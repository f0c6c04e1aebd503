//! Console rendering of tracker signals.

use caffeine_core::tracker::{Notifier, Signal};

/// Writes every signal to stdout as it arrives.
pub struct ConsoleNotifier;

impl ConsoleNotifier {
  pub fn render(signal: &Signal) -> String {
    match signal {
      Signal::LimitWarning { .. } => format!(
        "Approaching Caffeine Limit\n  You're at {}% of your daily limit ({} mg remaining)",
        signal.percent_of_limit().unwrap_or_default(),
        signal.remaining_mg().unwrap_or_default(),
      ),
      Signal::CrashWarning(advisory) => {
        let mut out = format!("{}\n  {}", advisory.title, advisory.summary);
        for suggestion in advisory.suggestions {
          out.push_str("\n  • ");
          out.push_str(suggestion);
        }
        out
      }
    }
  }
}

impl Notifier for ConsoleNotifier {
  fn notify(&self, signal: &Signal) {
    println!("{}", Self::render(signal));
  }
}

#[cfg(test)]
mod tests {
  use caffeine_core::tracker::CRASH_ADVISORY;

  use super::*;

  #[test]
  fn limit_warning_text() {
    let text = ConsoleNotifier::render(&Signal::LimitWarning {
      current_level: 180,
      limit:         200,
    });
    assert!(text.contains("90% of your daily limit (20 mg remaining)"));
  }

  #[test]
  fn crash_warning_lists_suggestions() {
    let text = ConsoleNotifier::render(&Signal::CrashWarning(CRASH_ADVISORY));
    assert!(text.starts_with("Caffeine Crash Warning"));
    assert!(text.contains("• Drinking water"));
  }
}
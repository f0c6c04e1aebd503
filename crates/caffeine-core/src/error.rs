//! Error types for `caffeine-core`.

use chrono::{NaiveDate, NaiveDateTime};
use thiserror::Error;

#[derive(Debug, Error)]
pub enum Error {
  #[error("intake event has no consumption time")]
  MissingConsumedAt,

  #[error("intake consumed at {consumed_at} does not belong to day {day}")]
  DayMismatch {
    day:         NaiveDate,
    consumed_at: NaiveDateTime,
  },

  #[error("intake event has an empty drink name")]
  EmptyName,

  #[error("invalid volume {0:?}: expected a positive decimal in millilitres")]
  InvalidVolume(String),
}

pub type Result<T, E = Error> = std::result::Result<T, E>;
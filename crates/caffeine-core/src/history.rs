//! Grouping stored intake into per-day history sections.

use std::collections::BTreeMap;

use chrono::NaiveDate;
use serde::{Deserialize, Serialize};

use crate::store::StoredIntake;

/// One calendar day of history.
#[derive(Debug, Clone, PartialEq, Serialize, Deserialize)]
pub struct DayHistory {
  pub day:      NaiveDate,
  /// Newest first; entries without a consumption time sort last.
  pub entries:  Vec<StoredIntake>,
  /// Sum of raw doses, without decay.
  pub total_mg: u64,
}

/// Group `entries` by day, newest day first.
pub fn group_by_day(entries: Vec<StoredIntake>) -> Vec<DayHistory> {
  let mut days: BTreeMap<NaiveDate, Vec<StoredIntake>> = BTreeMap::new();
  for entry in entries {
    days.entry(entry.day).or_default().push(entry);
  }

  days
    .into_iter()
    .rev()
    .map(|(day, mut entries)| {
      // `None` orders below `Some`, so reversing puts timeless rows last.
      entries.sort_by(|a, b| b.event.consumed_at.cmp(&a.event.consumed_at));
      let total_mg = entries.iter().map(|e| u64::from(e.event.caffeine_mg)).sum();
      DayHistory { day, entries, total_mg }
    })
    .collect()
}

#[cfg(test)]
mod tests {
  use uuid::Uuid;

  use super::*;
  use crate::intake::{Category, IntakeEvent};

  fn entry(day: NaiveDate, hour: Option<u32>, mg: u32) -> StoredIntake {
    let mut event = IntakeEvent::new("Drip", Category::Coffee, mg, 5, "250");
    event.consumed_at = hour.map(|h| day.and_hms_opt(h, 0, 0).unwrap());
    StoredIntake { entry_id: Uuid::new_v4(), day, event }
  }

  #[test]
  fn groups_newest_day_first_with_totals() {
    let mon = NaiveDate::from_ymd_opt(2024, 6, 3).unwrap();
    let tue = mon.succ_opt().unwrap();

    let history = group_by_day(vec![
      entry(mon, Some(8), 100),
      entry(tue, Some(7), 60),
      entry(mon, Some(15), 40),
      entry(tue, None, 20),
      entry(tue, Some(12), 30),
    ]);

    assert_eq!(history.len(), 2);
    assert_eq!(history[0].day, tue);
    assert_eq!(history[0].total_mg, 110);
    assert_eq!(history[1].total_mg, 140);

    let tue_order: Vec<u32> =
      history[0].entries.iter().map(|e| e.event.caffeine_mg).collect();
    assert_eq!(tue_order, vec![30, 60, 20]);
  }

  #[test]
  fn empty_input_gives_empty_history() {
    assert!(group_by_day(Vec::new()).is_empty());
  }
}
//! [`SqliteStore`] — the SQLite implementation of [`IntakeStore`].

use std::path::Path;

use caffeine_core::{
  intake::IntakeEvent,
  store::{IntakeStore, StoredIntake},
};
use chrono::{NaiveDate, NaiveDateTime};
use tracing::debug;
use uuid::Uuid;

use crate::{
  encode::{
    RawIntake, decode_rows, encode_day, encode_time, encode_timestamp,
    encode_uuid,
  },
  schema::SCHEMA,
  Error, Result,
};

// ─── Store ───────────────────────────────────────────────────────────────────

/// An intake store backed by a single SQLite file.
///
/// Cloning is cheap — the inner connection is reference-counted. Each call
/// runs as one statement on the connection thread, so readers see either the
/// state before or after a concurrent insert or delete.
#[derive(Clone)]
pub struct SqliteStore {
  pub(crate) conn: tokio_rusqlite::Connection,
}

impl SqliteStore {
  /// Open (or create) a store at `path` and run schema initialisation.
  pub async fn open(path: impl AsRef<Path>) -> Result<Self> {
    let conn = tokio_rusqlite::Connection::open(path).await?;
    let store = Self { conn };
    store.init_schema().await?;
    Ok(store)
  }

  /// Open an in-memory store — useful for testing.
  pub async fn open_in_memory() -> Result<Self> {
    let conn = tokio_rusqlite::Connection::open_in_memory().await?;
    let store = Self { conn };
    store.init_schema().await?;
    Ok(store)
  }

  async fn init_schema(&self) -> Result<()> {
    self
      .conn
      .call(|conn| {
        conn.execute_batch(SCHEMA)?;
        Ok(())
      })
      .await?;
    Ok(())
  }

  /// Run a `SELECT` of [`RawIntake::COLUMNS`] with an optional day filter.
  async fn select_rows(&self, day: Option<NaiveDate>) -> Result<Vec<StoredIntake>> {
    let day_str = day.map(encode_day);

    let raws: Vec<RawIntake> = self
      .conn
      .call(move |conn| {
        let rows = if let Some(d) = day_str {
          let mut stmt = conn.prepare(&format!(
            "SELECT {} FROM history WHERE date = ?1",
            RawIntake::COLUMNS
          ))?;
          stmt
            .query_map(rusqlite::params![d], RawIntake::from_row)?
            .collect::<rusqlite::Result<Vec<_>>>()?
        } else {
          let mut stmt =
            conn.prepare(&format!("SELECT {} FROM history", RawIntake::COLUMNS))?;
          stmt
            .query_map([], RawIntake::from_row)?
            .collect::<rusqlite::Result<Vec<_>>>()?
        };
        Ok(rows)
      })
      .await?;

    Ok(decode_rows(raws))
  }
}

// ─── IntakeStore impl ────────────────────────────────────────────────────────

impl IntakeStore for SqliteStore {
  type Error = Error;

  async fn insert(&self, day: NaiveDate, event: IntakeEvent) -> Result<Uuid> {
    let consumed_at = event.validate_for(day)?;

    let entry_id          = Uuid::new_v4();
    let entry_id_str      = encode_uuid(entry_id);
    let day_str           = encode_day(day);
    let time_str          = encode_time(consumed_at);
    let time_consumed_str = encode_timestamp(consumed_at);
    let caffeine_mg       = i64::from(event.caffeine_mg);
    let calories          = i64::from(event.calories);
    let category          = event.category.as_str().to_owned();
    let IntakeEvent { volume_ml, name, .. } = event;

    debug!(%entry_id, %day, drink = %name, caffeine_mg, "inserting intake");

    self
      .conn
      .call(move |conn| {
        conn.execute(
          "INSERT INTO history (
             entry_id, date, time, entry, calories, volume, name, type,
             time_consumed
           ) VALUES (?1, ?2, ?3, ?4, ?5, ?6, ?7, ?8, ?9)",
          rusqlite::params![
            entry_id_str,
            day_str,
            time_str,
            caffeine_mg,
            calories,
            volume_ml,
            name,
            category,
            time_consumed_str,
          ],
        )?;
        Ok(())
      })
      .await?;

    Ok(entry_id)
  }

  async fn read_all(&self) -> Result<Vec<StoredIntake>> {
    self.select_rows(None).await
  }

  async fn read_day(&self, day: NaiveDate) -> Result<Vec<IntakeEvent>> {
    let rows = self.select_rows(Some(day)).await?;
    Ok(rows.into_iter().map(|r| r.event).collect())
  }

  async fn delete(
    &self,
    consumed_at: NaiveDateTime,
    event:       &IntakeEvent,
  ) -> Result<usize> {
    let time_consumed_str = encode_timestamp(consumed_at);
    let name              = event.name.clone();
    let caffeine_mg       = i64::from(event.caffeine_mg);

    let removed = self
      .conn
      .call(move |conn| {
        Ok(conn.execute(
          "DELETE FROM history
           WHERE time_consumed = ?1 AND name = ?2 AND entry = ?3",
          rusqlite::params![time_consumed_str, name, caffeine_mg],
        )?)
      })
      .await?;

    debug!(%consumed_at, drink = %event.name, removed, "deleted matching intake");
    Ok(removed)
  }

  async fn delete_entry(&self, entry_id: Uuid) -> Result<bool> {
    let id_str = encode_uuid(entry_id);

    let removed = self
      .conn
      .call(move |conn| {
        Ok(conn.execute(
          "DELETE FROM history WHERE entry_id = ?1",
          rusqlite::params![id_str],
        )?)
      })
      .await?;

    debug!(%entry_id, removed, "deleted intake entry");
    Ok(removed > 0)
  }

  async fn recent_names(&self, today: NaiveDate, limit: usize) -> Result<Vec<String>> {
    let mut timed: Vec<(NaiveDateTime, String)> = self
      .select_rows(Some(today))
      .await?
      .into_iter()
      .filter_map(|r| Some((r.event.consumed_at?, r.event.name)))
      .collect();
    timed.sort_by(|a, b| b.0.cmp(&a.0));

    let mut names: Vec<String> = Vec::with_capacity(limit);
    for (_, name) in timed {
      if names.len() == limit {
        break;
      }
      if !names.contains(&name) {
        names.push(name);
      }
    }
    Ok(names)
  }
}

__Exercise prompt__
Scan the listing and copy every line where the string "IntakeStore" shows up.

__Written answer__
//! [`SqliteStore`] — the SQLite implementation of [`IntakeStore`].
  store::{IntakeStore, StoredIntake},
// ─── IntakeStore impl ────────────────────────────────────────────────────────
impl IntakeStore for SqliteStore {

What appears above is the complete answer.